Wort der Woche

Resistente Bakterien

Die wachsende Zahl von Antibiotikaresistenzen ist ein ernstes Problem für die Menschheit – das überdies zeigt, wie innig der Mensch mit seiner Umwelt verbunden ist.

Eine der schärfsten Waffen der Medizin wird immer stumpfer: Antibiotika retten zwar weiterhin viele Leben. Doch schon wenige Jahre nach der Einführung eines neuen Antibiotikums zeigen sich erste Resistenzerscheinungen. Dann können aus „Allerweltsinfektionen“ todbringende Erkrankungen werden. 2019 starben laut WHO 1,27 Mio. Menschen an antibiotikaresistenten Keimen; Tendenz stark steigend.

Die Herausbildung von Antibiotikaresistenzen ist ein natürlicher Vorgang: Während sich z. B. Pilze im Kampf um knappe Ressourcen durch die Synthese von Antibiotika einen Vorteil gegenüber Konkurrenten verschaffen, werden manche Bakterien gegen diese Gifte unempfindlich – sie haben dann einen Überlebensvorteil und vermehren sich stark. Solche Resistenzen entstehen spontan durch Mutationen oder werden – viel häufiger – durch mobile genetische Elemente (z. B. Plasmide) oder durch horizontalen Gentransfer weitergegeben.

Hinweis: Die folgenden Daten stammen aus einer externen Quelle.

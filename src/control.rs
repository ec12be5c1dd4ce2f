//! Control server: accepts local connections, parses framed command messages,
//! dispatches into the registry/reload coordinator, and bridges `attach` sessions
//! to a child's pseudo-terminal (§4.6).
use std::collections::HashMap;
use std::fs;
use std::io::{self, BufRead, BufReader, Read, Write};
use std::os::fd::{AsRawFd, RawFd};
use std::os::unix::fs::PermissionsExt;
use std::os::unix::net::{UnixListener, UnixStream};
use std::path::Path;
use std::sync::atomic::{AtomicBool, Ordering};
use std::sync::{Arc, Mutex};

use serde::{Deserialize, Serialize};
use tracing::{info, warn};

use crate::constants::{ATTACH_BRIDGE_BUFFER, ATTACH_ESCAPE_BYTE, SOCKET_MODE};
use crate::error::ControlError;
use crate::eventlog::EventLog;
use crate::registry::Registry;

/// A single framed control message: `{ "cmd": <verb>, "target": <name-or-null> }`.
/// Shared wire format between the daemon's listener and the CLI client.
#[derive(Debug, Serialize, Deserialize)]
pub struct ControlRequest {
    pub cmd: String,
    #[serde(default)]
    pub target: Option<String>,
}

impl ControlRequest {
    /// Builds a request for `cmd` against an optional `target` program name.
    pub fn new(cmd: impl Into<String>, target: Option<String>) -> Self {
        Self {
            cmd: cmd.into(),
            target,
        }
    }
}

/// A single framed control reply: `{ "ok": bool, "message": string, ... }`.
#[derive(Debug, Default, Serialize, Deserialize)]
pub struct ControlReply {
    pub ok: bool,
    pub message: String,
    #[serde(skip_serializing_if = "Option::is_none")]
    pub data: Option<serde_json::Value>,
    #[serde(skip_serializing_if = "Option::is_none")]
    pub attach: Option<bool>,
    #[serde(skip_serializing_if = "Option::is_none")]
    pub target: Option<String>,
    #[serde(skip_serializing_if = "Option::is_none")]
    pub shutdown: Option<bool>,
}

impl ControlReply {
    fn ok(message: impl Into<String>) -> Self {
        Self {
            ok: true,
            message: message.into(),
            ..Default::default()
        }
    }

    fn err(message: impl Into<String>) -> Self {
        Self {
            ok: false,
            message: message.into(),
            ..Default::default()
        }
    }
}

impl From<ControlError> for ControlReply {
    fn from(err: ControlError) -> Self {
        ControlReply::err(err.to_string())
    }
}

/// Shared state every per-connection worker dispatches against.
pub struct ServerContext {
    pub registry: Arc<Registry>,
    pub log: Arc<EventLog>,
    pub attach_hub: Arc<AttachHub>,
    pub shutdown: Arc<AtomicBool>,
    /// Reloads the daemon's configuration from disk; returns whether anything changed.
    pub reload: Box<dyn Fn() -> Result<bool, ControlError> + Send + Sync>,
}

/// Binds the control socket at `path`, removing any stale file first, and sets its
/// mode to `0600` per §6.
pub fn bind_listener(path: &Path) -> io::Result<UnixListener> {
    if path.exists() {
        fs::remove_file(path)?;
    }
    if let Some(parent) = path.parent() {
        fs::create_dir_all(parent)?;
    }
    let listener = UnixListener::bind(path)?;
    fs::set_permissions(path, fs::Permissions::from_mode(SOCKET_MODE))?;
    Ok(listener)
}

/// Whether the peer on the other end of `stream` is the superuser. Non-Linux POSIX
/// platforms without `SO_PEERCRED` are trusted (§9 notes pty/console support is
/// POSIX-only; peer-credential enforcement is best-effort beyond Linux).
#[cfg(target_os = "linux")]
fn peer_is_privileged(stream: &UnixStream) -> bool {
    use nix::sys::socket::{getsockopt, sockopt::PeerCredentials};
    match getsockopt(stream, PeerCredentials) {
        Ok(creds) => creds.uid() == 0,
        Err(err) => {
            warn!("failed to read control socket peer credentials: {err}");
            false
        }
    }
}

#[cfg(not(target_os = "linux"))]
fn peer_is_privileged(_stream: &UnixStream) -> bool {
    true
}

fn poll_readable(fd: RawFd, timeout_ms: i32) -> bool {
    let mut pollfd = libc::pollfd {
        fd,
        events: libc::POLLIN,
        revents: 0,
    };
    let rc = unsafe { libc::poll(&mut pollfd, 1, timeout_ms) };
    rc > 0 && (pollfd.revents & (libc::POLLIN | libc::POLLHUP | libc::POLLERR)) != 0
}

/// Serves one accepted connection to completion: reads newline-delimited requests,
/// dispatches them, and writes newline-delimited replies, until EOF, `quit`, or an
/// `attach` that takes over the connection.
pub fn handle_connection(stream: UnixStream, ctx: &ServerContext) {
    if !peer_is_privileged(&stream) {
        let mut stream = stream;
        let reply = ControlReply::err("control socket requires a superuser peer");
        let _ = write_reply(&mut stream, &reply);
        return;
    }

    let mut writer = match stream.try_clone() {
        Ok(s) => s,
        Err(err) => {
            warn!("failed to clone control connection: {err}");
            return;
        }
    };
    let mut reader = BufReader::new(stream);

    loop {
        let mut line = String::new();
        match reader.read_line(&mut line) {
            Ok(0) => return,
            Ok(_) => {}
            Err(err) => {
                warn!("control connection read failed: {err}");
                return;
            }
        }
        if line.trim().is_empty() {
            continue;
        }

        let request: ControlRequest = match serde_json::from_str(line.trim()) {
            Ok(req) => req,
            Err(err) => {
                let reply = ControlReply::err(format!("protocol error: {err}"));
                if write_reply(&mut writer, &reply).is_err() {
                    return;
                }
                continue;
            }
        };

        match request.cmd.as_str() {
            "status" => {
                let data = status_payload(&ctx.registry, &ctx.attach_hub);
                let mut reply = ControlReply::ok("status");
                reply.data = Some(data);
                if write_reply(&mut writer, &reply).is_err() {
                    return;
                }
            }
            "start" => {
                let reply = dispatch_target(&request, |name| ctx.registry.start(name, &ctx.log));
                if write_reply(&mut writer, &reply).is_err() {
                    return;
                }
            }
            "stop" => {
                let reply = dispatch_target(&request, |name| ctx.registry.stop(name, &ctx.log));
                if write_reply(&mut writer, &reply).is_err() {
                    return;
                }
            }
            "restart" => {
                let reply = dispatch_target(&request, |name| ctx.registry.restart(name, &ctx.log));
                if write_reply(&mut writer, &reply).is_err() {
                    return;
                }
            }
            "reload" => {
                let reply = match (ctx.reload)() {
                    Ok(true) => ControlReply::ok("reload applied changes"),
                    Ok(false) => ControlReply::ok("nothing changed"),
                    Err(err) => err.into(),
                };
                if write_reply(&mut writer, &reply).is_err() {
                    return;
                }
            }
            "attach" => {
                let Some(name) = request.target.clone() else {
                    let reply = ControlReply::err("attach requires a target");
                    if write_reply(&mut writer, &reply).is_err() {
                        return;
                    }
                    continue;
                };
                match ctx.registry.pty_master_fd(&name) {
                    Ok(_) => {
                        let mut reply = ControlReply::ok("attached");
                        reply.attach = Some(true);
                        reply.target = Some(name.clone());
                        if write_reply(&mut writer, &reply).is_err() {
                            return;
                        }
                        let client_for_hub = match writer.try_clone() {
                            Ok(s) => s,
                            Err(_) => return,
                        };
                        run_attach_bridge(reader, writer, client_for_hub, name, ctx);
                        return;
                    }
                    Err(err) => {
                        let reply = err.into();
                        if write_reply(&mut writer, &reply).is_err() {
                            return;
                        }
                    }
                }
            }
            "quit" => {
                let mut reply = ControlReply::ok("shutting down");
                reply.shutdown = Some(true);
                let _ = write_reply(&mut writer, &reply);
                ctx.shutdown.store(true, Ordering::SeqCst);
                return;
            }
            other => {
                let reply = ControlReply::err(format!("unknown verb '{other}'"));
                if write_reply(&mut writer, &reply).is_err() {
                    return;
                }
            }
        }
    }
}

fn dispatch_target(
    request: &ControlRequest,
    f: impl FnOnce(&str) -> Result<(), ControlError>,
) -> ControlReply {
    let Some(name) = request.target.as_deref() else {
        return ControlReply::err(format!("'{}' requires a target", request.cmd));
    };
    match f(name) {
        Ok(()) => ControlReply::ok(format!("{} ok", request.cmd)),
        Err(err) => err.into(),
    }
}

fn status_payload(registry: &Registry, attach_hub: &AttachHub) -> serde_json::Value {
    let snapshot = registry.status_snapshot();
    let entries: Vec<serde_json::Value> = snapshot
        .into_iter()
        .map(|program| {
            serde_json::json!({
                "name": program.name,
                "pid": program.pid,
                "status": format!("{:?}", program.status).to_uppercase(),
                "cmd": program.cmd,
                "attached": attach_hub.has_clients(&program.name),
            })
        })
        .collect();
    serde_json::Value::Array(entries)
}

fn write_reply(stream: &mut UnixStream, reply: &ControlReply) -> io::Result<()> {
    let payload = serde_json::to_vec(reply).map_err(io::Error::other)?;
    stream.write_all(&payload)?;
    stream.write_all(b"\n")?;
    stream.flush()
}

/// Fan-out hub for `attach` sessions: one broadcaster thread per attached program
/// reads the pty master once and copies bytes to every currently attached client,
/// so multiple clients see identical output (§4.6).
pub struct AttachHub {
    outputs: Mutex<HashMap<String, Vec<(RawFd, UnixStream)>>>,
}

impl AttachHub {
    pub fn new() -> Arc<Self> {
        Arc::new(Self {
            outputs: Mutex::new(HashMap::new()),
        })
    }

    fn register(&self, name: &str, client: UnixStream) -> bool {
        let fd = client.as_raw_fd();
        let mut guard = self.outputs.lock().unwrap_or_else(|p| p.into_inner());
        let entry = guard.entry(name.to_string()).or_default();
        let first = entry.is_empty();
        entry.push((fd, client));
        first
    }

    fn unregister(&self, name: &str, fd: RawFd) {
        let mut guard = self.outputs.lock().unwrap_or_else(|p| p.into_inner());
        if let Some(entry) = guard.get_mut(name) {
            entry.retain(|(candidate, _)| *candidate != fd);
        }
    }

    fn broadcast(&self, name: &str, data: &[u8]) {
        let mut guard = self.outputs.lock().unwrap_or_else(|p| p.into_inner());
        if let Some(entry) = guard.get_mut(name) {
            entry.retain_mut(|(_, client)| client.write_all(data).is_ok());
        }
    }

    fn disconnect_all(&self, name: &str) {
        let mut guard = self.outputs.lock().unwrap_or_else(|p| p.into_inner());
        if let Some(entry) = guard.remove(name) {
            for (_, client) in entry {
                let _ = client.shutdown(std::net::Shutdown::Both);
            }
        }
    }

    /// Whether any client is currently attached to `name`, for the `status` verb.
    pub fn has_clients(&self, name: &str) -> bool {
        let guard = self.outputs.lock().unwrap_or_else(|p| p.into_inner());
        guard.get(name).is_some_and(|entry| !entry.is_empty())
    }
}

/// Runs the bidirectional copy between `client` and the named program's pty master
/// until EOF, Ctrl-] (`0x1D`), or the program stops (§4.6, §5).
fn run_attach_bridge(
    mut reader: BufReader<UnixStream>,
    writer: UnixStream,
    broadcast_handle: UnixStream,
    name: String,
    ctx: &ServerContext,
) {
    let registry = Arc::clone(&ctx.registry);
    let hub = Arc::clone(&ctx.attach_hub);
    let is_first = hub.register(&name, broadcast_handle);

    if is_first {
        let registry_for_broadcaster = Arc::clone(&registry);
        let hub_for_broadcaster = Arc::clone(&hub);
        let name_for_broadcaster = name.clone();
        std::thread::spawn(move || {
            broadcast_loop(registry_for_broadcaster, hub_for_broadcaster, name_for_broadcaster);
        });
    }

    let mut buf = [0u8; ATTACH_BRIDGE_BUFFER];
    loop {
        if !registry.is_started(&name) {
            break;
        }
        if !poll_readable(reader.get_ref().as_raw_fd(), 200) {
            continue;
        }
        let n = match reader.read(&mut buf) {
            Ok(0) => break,
            Ok(n) => n,
            Err(ref err) if err.kind() == io::ErrorKind::WouldBlock => continue,
            Err(_) => break,
        };
        if let Some(escape_at) = buf[..n].iter().position(|&b| b == ATTACH_ESCAPE_BYTE) {
            if escape_at > 0 && write_to_pty(&registry, &name, &buf[..escape_at]).is_err() {
                break;
            }
            break;
        }
        if write_to_pty(&registry, &name, &buf[..n]).is_err() {
            break;
        }
    }

    hub.unregister(&name, writer.as_raw_fd());
    let _ = writer.shutdown(std::net::Shutdown::Both);
}

fn write_to_pty(registry: &Registry, name: &str, data: &[u8]) -> io::Result<()> {
    let fd = registry
        .pty_master_fd(name)
        .map_err(|err| io::Error::other(err.to_string()))?;
    let rc = unsafe { libc::write(fd, data.as_ptr().cast(), data.len()) };
    if rc < 0 {
        return Err(io::Error::last_os_error());
    }
    Ok(())
}

fn broadcast_loop(registry: Arc<Registry>, hub: Arc<AttachHub>, name: String) {
    let mut buf = [0u8; ATTACH_BRIDGE_BUFFER];
    loop {
        let fd = match registry.pty_master_fd(&name) {
            Ok(fd) => fd,
            Err(_) => break,
        };
        if !poll_readable(fd, 200) {
            if !registry.is_started(&name) {
                break;
            }
            continue;
        }
        let rc = unsafe { libc::read(fd, buf.as_mut_ptr().cast(), buf.len()) };
        if rc <= 0 {
            break;
        }
        hub.broadcast(&name, &buf[..rc as usize]);
    }
    info!("attach broadcaster for '{name}' exiting");
    hub.disconnect_all(&name);
}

Der Mensch fördert die Entstehung von Resistenzen durch den massenhaften Einsatz von Antibiotika in Medizin und Tierzucht (sowie allgemein durch Umweltverschmutzung) – dadurch werden Bedingungen geschaffen, in denen eine Resistenz für Bakterien einen Vorteil bietet. Wie im neuen Bericht „Bracing for Superbugs“ des UN-Umweltprogramms (www.unep.org) weiter ausgeführt wird, trägt der Mensch überdies stark zur Verbreitung resistenter Keime bei: zum einen durch mangelhafte Hygiene in Spitälern, zum anderen durch Handel und Reisen. So ist etwa dokumentiert, dass ein Schwede einen gegen Beta-Lactame resistenten Erreger aus Indien nach Europa einschleppte.

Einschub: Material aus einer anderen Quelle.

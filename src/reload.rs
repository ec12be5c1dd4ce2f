//! Reload coordinator: diffs a freshly parsed configuration against the live
//! registry and applies the minimum necessary changes (§4.5).
use crate::config::Config;
use crate::error::ControlError;
use crate::eventlog::EventLog;
use crate::registry::Registry;

/// Runs the full reload: adds/replaces programs named in `new_config`, prunes
/// programs no longer named by it, and replaces the alert record wholesale (§4.5).
/// Returns whether any add/remove/replace occurred.
pub fn reload(registry: &Registry, log: &EventLog, new_config: Config) -> Result<bool, ControlError> {
    let new_names: std::collections::HashSet<String> =
        new_config.programs.keys().cloned().collect();
    log.alerts().replace(new_config.alerts.clone());
    let added_or_replaced = apply(registry, log, new_config)?;
    let pruned = prune(registry, log, &new_names);
    Ok(added_or_replaced || pruned)
}

/// Applies `new_config` to `registry` with minimum disturbance. Returns whether
/// anything was added, removed, or replaced; a signature-equal reload is a no-op
/// that still updates non-semantic fields in place (§8 "reload idempotence").
pub fn apply(registry: &Registry, log: &EventLog, new_config: Config) -> Result<bool, ControlError> {
    let mut changed = false;

    for (name, new_program) in new_config.programs {
        match registry.config_of(&name) {
            None => {
                changed = true;
                let autostart = new_program.autostart;
                registry.insert_program(name.clone(), new_program);
                if autostart {
                    registry.start(&name, log)?;
                }
            }
            Some(old_program) => {
                if old_program.same_signature(&new_program) {
                    registry.update_config(&name, new_program);
                } else {
                    changed = true;
                    match registry.stop(&name, log) {
                        Ok(()) | Err(ControlError::NotRunning(_)) => {}
                        Err(err) => return Err(err),
                    }
                    registry.remove_program(&name);
                    let autostart = new_program.autostart;
                    registry.insert_program(name.clone(), new_program);
                    if autostart {
                        registry.start(&name, log)?;
                    }
                }
            }
        }
    }

    Ok(changed)
}

/// Stops and removes every program present in the registry but absent from
/// `new_names`. Split from [`apply`] so callers can run it with the live program
/// set computed before any additions landed.
pub fn prune(registry: &Registry, log: &EventLog, new_names: &std::collections::HashSet<String>) -> bool {
    let mut changed = false;
    for name in registry.program_names() {
        if !new_names.contains(&name) {
            changed = true;
            let _ = registry.stop(&name, log);
            registry.remove_program(&name);
        }
    }
    changed
}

Resistente Bakterien werden freilich auch auf natürliche Weise weiterverbreitet – etwa durch Vögel oder – wie Forscher um Nitish Rawat (University of Delhi) kürzlich berichteten – auch durch Insekten (Science of the Total Environment 858, 159805). Sie beschreiben z. B., dass Stubenfliegen resistente Bakterien aus dem Dung von Kühen, die mit Antibiotika behandelt worden waren, mit sich trugen. In einem Fall wurden auch essbare Insekten, die nicht gut durchgegart waren, zu Überträgern.

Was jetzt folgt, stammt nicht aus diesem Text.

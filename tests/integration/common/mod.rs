#![allow(dead_code)]

use std::{
    io::{BufRead, BufReader, Write},
    os::unix::net::UnixStream,
    path::{Path, PathBuf},
    process::{Child, Command as StdCommand},
    thread,
    time::{Duration, Instant},
};

use assert_cmd::cargo::cargo_bin;
use serde_json::Value;
use tempfile::TempDir;

/// A resident `taskmasterd` spawned against a scratch config and socket, for
/// integration tests. Killed and its socket/pid file cleaned up on drop.
pub struct Daemon {
    child: Child,
    pub dir: TempDir,
    pub socket_path: PathBuf,
}

impl Daemon {
    /// Writes `config_yaml` to a scratch directory and launches `taskmasterd daemon`
    /// against it, with the control socket also scoped to that directory.
    pub fn start(config_yaml: &str) -> Self {
        let dir = TempDir::new().expect("failed to create tempdir");
        let config_path = dir.path().join("taskmaster.yaml");
        std::fs::write(&config_path, config_yaml).expect("failed to write config");
        let socket_path = dir.path().join("control.sock");

        let child = StdCommand::new(cargo_bin!("taskmasterd"))
            .arg("daemon")
            .arg("--config")
            .arg(&config_path)
            .env("TASKMASTER_SOCKET", &socket_path)
            .spawn()
            .expect("failed to spawn taskmasterd");

        wait_for_path(&socket_path);

        Self {
            child,
            dir,
            socket_path,
        }
    }

    /// Sends a single control request and returns the parsed reply.
    pub fn send(&self, cmd: &str, target: Option<&str>) -> Value {
        send(&self.socket_path, cmd, target)
    }

    /// Polls `status` until `name`'s entry matches `predicate`, or panics after 5s.
    pub fn wait_for_status(&self, name: &str, predicate: impl Fn(&Value) -> bool) -> Value {
        let deadline = Instant::now() + Duration::from_secs(5);
        loop {
            let reply = self.send("status", None);
            if let Some(entry) = status_entry(&reply, name)
                && predicate(&entry)
            {
                return entry;
            }
            if Instant::now() >= deadline {
                panic!("timed out waiting for '{name}' status to match");
            }
            thread::sleep(Duration::from_millis(100));
        }
    }
}

impl Drop for Daemon {
    fn drop(&mut self) {
        let _ = send(&self.socket_path, "quit", None);
        let deadline = Instant::now() + Duration::from_secs(5);
        loop {
            match self.child.try_wait() {
                Ok(Some(_)) => break,
                Ok(None) if Instant::now() < deadline => thread::sleep(Duration::from_millis(50)),
                _ => {
                    let _ = self.child.kill();
                    let _ = self.child.wait();
                    break;
                }
            }
        }
    }
}

/// Sends one newline-delimited JSON request directly over the control socket,
/// bypassing the crate's own client so tests never touch its process-global state.
pub fn send(socket_path: &Path, cmd: &str, target: Option<&str>) -> Value {
    let mut stream =
        UnixStream::connect(socket_path).unwrap_or_else(|err| panic!("connect {socket_path:?}: {err}"));
    let request = serde_json::json!({ "cmd": cmd, "target": target });
    let mut payload = serde_json::to_vec(&request).unwrap();
    payload.push(b'\n');
    stream.write_all(&payload).unwrap();

    let mut reader = BufReader::new(stream);
    let mut line = String::new();
    reader.read_line(&mut line).unwrap();
    serde_json::from_str(line.trim()).unwrap_or_else(|err| panic!("parse reply {line:?}: {err}"))
}

/// Looks up `name`'s entry in a `status` reply's `data` array.
pub fn status_entry(reply: &Value, name: &str) -> Option<Value> {
    reply
        .get("data")?
        .as_array()?
        .iter()
        .find(|entry| entry.get("name").and_then(Value::as_str) == Some(name))
        .cloned()
}

pub fn wait_for_path(path: &Path) {
    let deadline = Instant::now() + Duration::from_secs(5);
    while Instant::now() < deadline {
        if path.exists() {
            return;
        }
        thread::sleep(Duration::from_millis(50));
    }
    panic!("timed out waiting for {path:?} to exist");
}

pub fn wait_for_file_value(path: &Path, expected: &str) {
    let deadline = Instant::now() + Duration::from_secs(5);
    loop {
        if let Ok(content) = std::fs::read_to_string(path)
            && content.trim() == expected
        {
            return;
        }
        if Instant::now() >= deadline {
            panic!("timed out waiting for value '{expected}' in {path:?}");
        }
        thread::sleep(Duration::from_millis(100));
    }
}

pub fn is_process_alive(pid: u32) -> bool {
    unsafe { libc::kill(pid as libc::pid_t, 0) == 0 }
}

pub fn wait_for_process_exit(pid: u32) {
    let deadline = Instant::now() + Duration::from_secs(5);
    while Instant::now() < deadline {
        if !is_process_alive(pid) {
            return;
        }
        thread::sleep(Duration::from_millis(100));
    }
    panic!("timed out waiting for PID {pid} to exit");
}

Man sieht, dass die Gesundheit des Menschen innig mit der Gesundheit von Tieren und der Umwelt verquickt ist („One Health“). Um eine weiterhin ungebremste Ausbreitung antibiotikaresistenter Keime zu verhindern, fordern Experten einhellig, den Einsatz von Antibiotika auf ein unbedingt nötiges Mindestmaß zu beschränken.

Der Autor leitete das Forschungsressort der „Presse“ und ist Wissenschaftskommunikator am AIT.

meinung@diepresse.com

diepresse.com/wortderwoche

("Die Presse", Print-Ausgabe, 12.02.2023)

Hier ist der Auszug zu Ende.